◆ TASK GOAL ◆
Can you find the lines of the listing that include "fragments" and copy every one?

◆ TASK INPUTS ◆
*** Begin section ***
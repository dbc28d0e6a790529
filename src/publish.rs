/// Template injection and site output
use std::fs;
use std::path::Path;

use anyhow::{Context, Result};
use chrono::Utc;
use tracing::info;

use crate::config::ReporterConfig;
use crate::schema;
use crate::score::ScoredRecord;

/// Element ids the presentation template must provide.
pub const APPLICATIONS_ANCHOR: &str = "applications-wrapper";
pub const TABLE_ANCHOR: &str = "included-table";
pub const BUILD_TIME_ANCHOR: &str = "build-time";

/// Splice the rendered fragments into the template and write the site
/// outputs: the final HTML page and the CSV snapshot of the scored table.
pub fn publish(
    config: &ReporterConfig,
    records: &[ScoredRecord],
    table: &str,
    applications: &str,
) -> Result<()> {
    let template = fs::read_to_string(&config.template_path)
        .with_context(|| format!("reading template {}", config.template_path.display()))?;

    let stamp = Utc::now()
        .format("Table last built on %Y-%m-%d at %H:%M UTC")
        .to_string();
    let html = inject(&template, applications, table, &stamp)?;

    fs::write(&config.output_html, html)
        .with_context(|| format!("writing {}", config.output_html.display()))?;
    info!("wrote {}", config.output_html.display());

    write_csv(&config.output_csv, records)?;
    info!("wrote {}", config.output_csv.display());

    Ok(())
}

/// Inject the fragments at their anchors. All three anchors are required;
/// a template missing one fails the build instead of silently publishing
/// an incomplete page.
pub fn inject(
    template: &str,
    applications: &str,
    table: &str,
    build_message: &str,
) -> Result<String> {
    let html = append_into_element(template, APPLICATIONS_ANCHOR, applications)?;
    let html = append_into_element(&html, TABLE_ANCHOR, table)?;
    set_element_text(&html, BUILD_TIME_ANCHOR, build_message)
}

/// Opening tag of an element located by id.
struct Opening {
    /// Offset just past the `>` of the opening tag.
    tag_end: usize,
    /// Lowercased element name.
    name: String,
}

/// Insert `fragment` as the last child of the element with the given id,
/// keeping whatever content the element already has.
fn append_into_element(html: &str, id: &str, fragment: &str) -> Result<String> {
    let (_, close_start) = locate(html, id)?;
    let mut out = String::with_capacity(html.len() + fragment.len());
    out.push_str(&html[..close_start]);
    out.push_str(fragment);
    out.push_str(&html[close_start..]);
    Ok(out)
}

/// Replace the entire content of the element with the given id.
fn set_element_text(html: &str, id: &str, text: &str) -> Result<String> {
    let (opening, close_start) = locate(html, id)?;
    let mut out = String::with_capacity(html.len() + text.len());
    out.push_str(&html[..opening.tag_end]);
    out.push_str(text);
    out.push_str(&html[close_start..]);
    Ok(out)
}

/// Find an element by id and the offset of its matching closing tag.
fn locate(html: &str, id: &str) -> Result<(Opening, usize)> {
    let opening = find_opening_by_id(html, id)
        .with_context(|| format!("template has no element with id \"{id}\""))?;
    let close_start = find_closing(html, &opening.name, opening.tag_end)
        .with_context(|| format!("element \"{id}\" is never closed"))?;
    Ok((opening, close_start))
}

/// Scan tags for an opening tag carrying `id="..."` (or single quoted).
/// The id attribute must be space separated from the tag name, which every
/// serializer emits.
fn find_opening_by_id(html: &str, id: &str) -> Option<Opening> {
    let double = format!(" id=\"{id}\"");
    let single = format!(" id='{id}'");

    let mut pos = 0;
    while let Some(lt) = html[pos..].find('<') {
        let tag_start = pos + lt;
        let gt = html[tag_start..].find('>')?;
        let tag_end = tag_start + gt + 1;
        let tag = &html[tag_start..tag_end];
        pos = tag_end;

        if tag.starts_with("</") || tag.starts_with("<!") || tag.starts_with("<?") {
            continue;
        }
        if tag.contains(&double) || tag.contains(&single) {
            let name = tag_name(tag)?;
            return Some(Opening { tag_end, name });
        }
    }
    None
}

/// Offset of the matching `</name>` for an element opened just before
/// `from`, tracking nesting of same-named elements.
fn find_closing(html: &str, name: &str, from: usize) -> Option<usize> {
    let open = format!("<{name}");
    let close = format!("</{name}");
    let mut depth = 1usize;
    let mut pos = from;

    while let Some(lt) = html[pos..].find('<') {
        let tag_start = pos + lt;
        let gt = html[tag_start..].find('>')?;
        let tag_end = tag_start + gt + 1;
        let tag = html[tag_start..tag_end].to_ascii_lowercase();
        pos = tag_end;

        if tag.starts_with(&close) && at_name_boundary(&tag, close.len()) {
            depth -= 1;
            if depth == 0 {
                return Some(tag_start);
            }
        } else if tag.starts_with(&open)
            && at_name_boundary(&tag, open.len())
            && !tag.ends_with("/>")
        {
            depth += 1;
        }
    }
    None
}

fn at_name_boundary(tag: &str, len: usize) -> bool {
    matches!(
        tag.as_bytes().get(len),
        Some(b'>') | Some(b' ') | Some(b'\t') | Some(b'\n') | Some(b'/')
    )
}

fn tag_name(tag: &str) -> Option<String> {
    let body = tag.strip_prefix('<')?;
    let name: String = body
        .chars()
        .take_while(|c| c.is_ascii_alphanumeric())
        .collect();
    if name.is_empty() {
        None
    } else {
        Some(name.to_ascii_lowercase())
    }
}

/// CSV snapshot of the scored table: flattened document fields in schema
/// order (without the project name, which indexes the table), the source
/// file, then the four score columns. Row order matches the table.
fn write_csv(path: &Path, records: &[ScoredRecord]) -> Result<()> {
    let mut writer =
        csv::Writer::from_path(path).with_context(|| format!("writing {}", path.display()))?;

    let mut header: Vec<String> = vec![
        "project.affiliation".to_string(),
        "project.architecture".to_string(),
        "project.applications".to_string(),
        "project.link".to_string(),
        "project.notes".to_string(),
    ];
    for criterion in &schema::CRITERIA {
        let dimension = criterion.dimension.key();
        header.push(format!("{dimension}.{}.value", criterion.key));
        header.push(format!("{dimension}.{}.notes", criterion.key));
        if criterion.has_tags {
            header.push(format!("{dimension}.{}.tags", criterion.key));
        }
    }
    header.push("source.file".to_string());
    header.push("adaptability_score".to_string());
    header.push("controllability_score".to_string());
    header.push("usability_score".to_string());
    header.push("overall_score".to_string());
    writer.write_record(&header)?;

    for scored in records {
        let doc = &scored.record.doc;
        let mut row: Vec<String> = vec![
            doc.project.affiliation.clone(),
            doc.project.architecture.clone(),
            doc.project.applications.clone(),
            doc.project.link.clone(),
            doc.project.notes.clone(),
        ];
        for criterion in &schema::CRITERIA {
            let entry = (criterion.get)(doc);
            row.push(entry.value.clone());
            row.push(entry.notes.clone());
            if criterion.has_tags {
                row.push(entry.tags.clone().unwrap_or_default());
            }
        }
        row.push(scored.record.source_file.clone());
        row.push(scored.scores.adaptability.to_string());
        row.push(scored.scores.controllability.to_string());
        row.push(scored.scores.usability.to_string());
        row.push(scored.scores.overall.to_string());
        writer.write_record(&row)?;
    }

    writer.flush()?;
    Ok(())
}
*** End section ***
◆ REPLY ◆
/// Splice the rendered fragments into the template and write the site
/// Inject the fragments at their anchors. All three anchors are required;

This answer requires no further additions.